--- TASK DIRECTIONS ---
Set down a word-for-word copy of the data below, limited to the lines from the first through the line with "an empty token".

Dataset entries
####################

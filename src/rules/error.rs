use thiserror::Error;

/// Errors produced while turning configuration into a rule table
#[derive(Debug, Error)]
pub enum RuleError {
    /// A mapping key was not a string
    #[error("Rule key {key} is not a string")]
    NonStringKey { key: String },
    /// A mapping value was not a string
    #[error("Command for rule '{key}' is not a string")]
    NonStringValue { key: String },
    /// A comma-separated key produced an empty token
    #[error("Empty pattern in rule key '{key}'")]
    EmptyPattern { key: String },
    /// Glob failed to parse
    #[error("Invalid glob pattern '{pattern}': {reason}")]
    InvalidGlob { pattern: String, reason: String },
    /// The document has a shape the loader does not understand
    #[error("Invalid configuration: {detail}")]
    InvalidShape { detail: String },
    /// YAML syntax error
    #[error("Failed to parse configuration: {0}")]
    Yaml(#[from] serde_yaml::Error),
}

impl RuleError {
    #[must_use]
    pub fn glob_parse(pattern: &str, reason: &str) -> Self {
        Self::InvalidGlob {
            pattern: pattern.to_string(),
            reason: reason.to_string(),
        }
    }

    #[must_use]
    pub fn shape<S: Into<String>>(detail: S) -> Self {
        Self::InvalidShape {
            detail: detail.into(),
        }
    }
}
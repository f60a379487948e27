//! Dispatch orchestration: classify, match, then execute.
//!
//! The flow is linear:
//! `classify -> match -> (execute matched | execute default | no preview)`.
//! Classification failures abort the dispatch; a missing rule is a normal
//! outcome reported with [`NO_HANDLER_EXIT`].

use std::io::{self, Write};
use std::path::Path;

use log::debug;

use crate::PrevueError;
use crate::classify::Classifier;
use crate::config::RuleDocument;
use crate::exec::{self, Executor};
use crate::matcher::{self, Match};
use crate::output::OutputWriter;
use crate::rules::RuleTable;
use crate::target::Target;

/// Exit code when no rule and no `default` rule matched
pub const NO_HANDLER_EXIT: i32 = 3;

/// Whether the selected command is run or only shown
#[derive(Debug, Clone, Copy, PartialEq, Eq, Default)]
pub enum Mode {
    #[default]
    Execute,
    Explain,
}

/// Terminal state of one dispatch
#[derive(Debug, Clone, PartialEq, Eq)]
pub enum Outcome {
    /// The selected command ran and exited with `code`
    Executed {
        pattern: String,
        command: String,
        code: i32,
    },
    /// Explain mode: the command that would have run
    Explained {
        pattern: String,
        command: String,
        classifications: Vec<String>,
    },
    /// Neither a rule nor a `default` rule matched
    NoPreview {
        target: Target,
        classifications: Vec<String>,
    },
}

impl Outcome {
    /// Process exit code for this outcome
    #[must_use]
    pub const fn exit_code(&self) -> i32 {
        match self {
            Self::Executed { code, .. } => *code,
            Self::Explained { .. } => 0,
            Self::NoPreview { .. } => NO_HANDLER_EXIT,
        }
    }

    /// Render user-facing diagnostics for this outcome.
    ///
    /// Executed outcomes print nothing; the viewer's own output is the preview.
    pub fn report(&self, out: &dyn OutputWriter) {
        match self {
            Self::Executed { .. } => {}
            Self::Explained {
                pattern,
                command,
                classifications,
            } => {
                out.info(&format!("classified as: {}", classifications.join(", ")));
                out.info(&format!("matched rule: {pattern}"));
                out.write(command);
            }
            Self::NoPreview {
                target,
                classifications,
            } => {
                out.warning(&format!(
                    "No preview available for {target} (classified as: {})",
                    describe(classifications)
                ));
            }
        }
    }
}

/// `"<ext>: <mime>"` line shown above a preview when headers are enabled
#[must_use]
pub fn header_line(target: &Target, classifications: &[String]) -> String {
    format!(
        "{}: {}",
        target.extension(),
        classifications.first().map_or("", String::as_str)
    )
}

fn print_header(line: &str) -> io::Result<()> {
    let mut stdout = io::stdout().lock();
    writeln!(stdout, "{line}")?;
    stdout.flush()
}

fn describe(classifications: &[String]) -> String {
    if classifications.is_empty() {
        "nothing".to_string()
    } else {
        classifications.join(", ")
    }
}

/// Classifier, rule table and executor for one invocation
#[derive(Debug, Clone)]
pub struct Dispatcher {
    classifier: Classifier,
    rules: RuleTable,
    executor: Executor,
    header: bool,
}

impl Dispatcher {
    #[must_use]
    pub const fn new(classifier: Classifier, rules: RuleTable, executor: Executor) -> Self {
        Self {
            classifier,
            rules,
            executor,
            header: false,
        }
    }

    /// Print [`header_line`] to stdout before running the selected command
    #[must_use]
    pub fn with_header(mut self, header: bool) -> Self {
        self.header = header;
        self
    }

    #[must_use]
    pub fn from_document(document: RuleDocument, executor: Executor) -> Self {
        Self::new(document.classifier, document.rules, executor)
    }

    #[must_use]
    pub const fn rules(&self) -> &RuleTable {
        &self.rules
    }

    /// Resolve `path` and dispatch it.
    ///
    /// # Errors
    /// Returns `PrevueError::Io` if the path cannot be resolved, plus any
    /// error from [`Self::dispatch_target`].
    pub fn dispatch(&self, path: &Path, mode: Mode) -> Result<Outcome, PrevueError> {
        let target = Target::resolve(path)?;
        debug!("resolved {} to {target}", path.display());
        self.dispatch_target(&target, mode)
    }

    /// Classify, match and execute (or explain) for an already resolved target.
    ///
    /// # Errors
    /// Returns `PrevueError::Classify` if the target cannot be classified,
    /// `PrevueError::Io` if the header cannot be written and
    /// `PrevueError::Exec` if the selected command cannot be started.
    pub fn dispatch_target(&self, target: &Target, mode: Mode) -> Result<Outcome, PrevueError> {
        let classifications = self.classifier.classify(target, &self.executor)?;
        debug!("{target} classified as {classifications:?}");

        let selected = matcher::find_match(classifications.as_slice(), &self.rules)
            .or_else(|| matcher::fallback(&self.rules));

        let Some(Match {
            rule,
            classification,
        }) = selected
        else {
            debug!("no rule for {target}");
            return Ok(Outcome::NoPreview {
                target: target.clone(),
                classifications,
            });
        };

        let pattern = rule.pattern().original().to_string();
        match classification {
            Some(c) => debug!("rule '{pattern}' matched classification '{c}'"),
            None => debug!("falling back to '{pattern}' rule"),
        }

        let command = exec::substitute(rule.command(), target.path());
        match mode {
            Mode::Explain => Ok(Outcome::Explained {
                pattern,
                command,
                classifications,
            }),
            Mode::Execute => {
                if self.header {
                    print_header(&header_line(target, &classifications))?;
                }
                let code = self.executor.run(&command)?;
                Ok(Outcome::Executed {
                    pattern,
                    command,
                    code,
                })
            }
        }
    }
}
//! Process boundary errors

use thiserror::Error;

/// Errors raised when a child process cannot be run to completion.
///
/// A process that starts and exits non-zero is *not* an error; its exit
/// code is returned to the caller instead.
#[derive(Debug, Error)]
pub enum ExecError {
    /// The executable could not be started (not found, not executable, ...)
    #[error("Failed to start '{program}': {source}")]
    Spawn {
        program: String,
        #[source]
        source: std::io::Error,
    },

    /// A pipeline stage had no program
    #[error("Pipeline stage {index} is empty")]
    EmptyStage { index: usize },

    /// Streaming or waiting on a started process failed
    #[error("I/O error while running '{program}': {source}")]
    Io {
        program: String,
        #[source]
        source: std::io::Error,
    },
}

impl ExecError {
    #[must_use]
    pub fn spawn(program: impl Into<String>, source: std::io::Error) -> Self {
        Self::Spawn {
            program: program.into(),
            source,
        }
    }

    #[must_use]
    pub fn io(program: impl Into<String>, source: std::io::Error) -> Self {
        Self::Io {
            program: program.into(),
            source,
        }
    }
}

/// Result type for process operations
pub type Result<T> = std::result::Result<T, ExecError>;
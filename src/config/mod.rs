//! Configuration module for prevue
//!
//! Two layers live here:
//! - [`Settings`]: runtime settings (rule file location, shell override)
//!   assembled with the `config` crate from `PREVUE_*` environment
//!   variables and command-line overrides.
//! - [`RuleDocument`]: the user's YAML rule file, seeded from an embedded
//!   template on first use.

mod document;

pub use document::{RawConfigValue, RuleDocument};

use std::fs;
use std::io;
use std::path::{Path, PathBuf};

use config::{Config, ConfigError, Environment};
use log::info;
use serde::Deserialize;

use crate::PrevueError;
use crate::exec::Shell;

/// Directory name under the user's config directory
pub const APP_NAME: &str = "prevue";

/// Rule file name
pub const CONFIG_FILE: &str = "config.yaml";

/// Prefix of environment variables read into [`Settings`]
pub const ENV_PREFIX: &str = "PREVUE";

/// Rule file written on first run
pub const DEFAULT_TEMPLATE: &str = include_str!("default.yaml");

/// Runtime settings
#[derive(Debug, Clone, Default, Deserialize, PartialEq, Eq)]
pub struct Settings {
    /// Rule file path; defaults to [`default_config_path`]
    #[serde(default)]
    pub config: Option<PathBuf>,

    /// Shell used to run commands; overrides `$SHELL`
    #[serde(default)]
    pub shell: Option<String>,
}

impl Settings {
    /// Load settings from the process environment plus a CLI override.
    ///
    /// # Errors
    ///
    /// Returns `ConfigError` if the settings sources cannot be merged or deserialized.
    pub fn load(cli_config: Option<PathBuf>) -> Result<Self, ConfigError> {
        Self::load_from(Environment::with_prefix(ENV_PREFIX), cli_config)
    }

    /// Load settings from an explicit environment source.
    ///
    /// # Errors
    ///
    /// Returns `ConfigError` if the settings sources cannot be merged or deserialized.
    pub fn load_from(env: Environment, cli_config: Option<PathBuf>) -> Result<Self, ConfigError> {
        let cli_config = cli_config.map(|path| path.to_string_lossy().into_owned());

        Config::builder()
            .add_source(env)
            .set_override_option("config", cli_config)?
            .build()?
            .try_deserialize()
    }

    /// Rule file location: the configured path, else the per-user default.
    ///
    /// # Errors
    ///
    /// Returns `ConfigError` if no path is configured and the system config
    /// directory cannot be determined.
    pub fn rules_path(&self) -> Result<PathBuf, ConfigError> {
        match &self.config {
            Some(path) => Ok(path.clone()),
            None => default_config_path(),
        }
    }

    /// Shell to run commands with: the override, then `login_shell`, then `/bin/sh`.
    #[must_use]
    pub fn shell(&self, login_shell: Option<String>) -> Shell {
        Shell::resolve([self.shell.clone(), login_shell])
    }
}

/// Get the default path of the rule file
///
/// # Errors
///
/// Returns `ConfigError` if the system config directory cannot be determined.
pub fn default_config_path() -> Result<PathBuf, ConfigError> {
    let config_dir = dirs::config_dir()
        .ok_or_else(|| ConfigError::Message("Could not determine config directory".to_string()))?;

    Ok(config_dir.join(APP_NAME).join(CONFIG_FILE))
}

/// Seeds a missing rule file from a template
#[derive(Debug, Clone, Copy)]
pub struct Bootstrap<'a> {
    template: &'a str,
}

impl<'a> Bootstrap<'a> {
    #[must_use]
    pub const fn new(template: &'a str) -> Self {
        Self { template }
    }

    #[must_use]
    pub const fn template(&self) -> &'a str {
        self.template
    }

    /// Write the template to `path` unless something already exists there.
    ///
    /// Returns `true` when the file was created. Concurrent first runs may
    /// both write; the content is identical so the last writer wins.
    ///
    /// # Errors
    ///
    /// Returns an `io::Error` if the directory or file cannot be created.
    pub fn ensure(&self, path: &Path) -> io::Result<bool> {
        if path.exists() {
            return Ok(false);
        }
        if let Some(parent) = path.parent() {
            fs::create_dir_all(parent)?;
        }
        fs::write(path, self.template)?;
        Ok(true)
    }
}

impl Default for Bootstrap<'static> {
    fn default() -> Self {
        Self::new(DEFAULT_TEMPLATE)
    }
}

/// Read the rule file at `path`, seeding it first if it does not exist.
///
/// # Errors
///
/// Returns `PrevueError::Io` if the file cannot be created or read and
/// `PrevueError::Rules` if its content is malformed.
pub fn load_rules(path: &Path, bootstrap: &Bootstrap<'_>) -> Result<RuleDocument, PrevueError> {
    let with_path = |e: io::Error| {
        io::Error::new(e.kind(), format!("{}: {e}", path.display()))
    };

    if bootstrap.ensure(path).map_err(with_path)? {
        info!("created default configuration at {}", path.display());
    }

    let text = fs::read_to_string(path).map_err(with_path)?;
    RuleDocument::parse(&text).map_err(|source| PrevueError::Rules {
        path: path.to_path_buf(),
        source,
    })
}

####################

--- ANSWER TO THE EXERCISE ---
filename src/rules/error.rs
use thiserror::Error;

/// Errors produced while turning configuration into a rule table
#[derive(Debug, Error)]
pub enum RuleError {
    /// A mapping key was not a string
    #[error("Rule key {key} is not a string")]
    NonStringKey { key: String },
    /// A mapping value was not a string
    #[error("Command for rule '{key}' is not a string")]
    NonStringValue { key: String },
    /// A comma-separated key produced an empty token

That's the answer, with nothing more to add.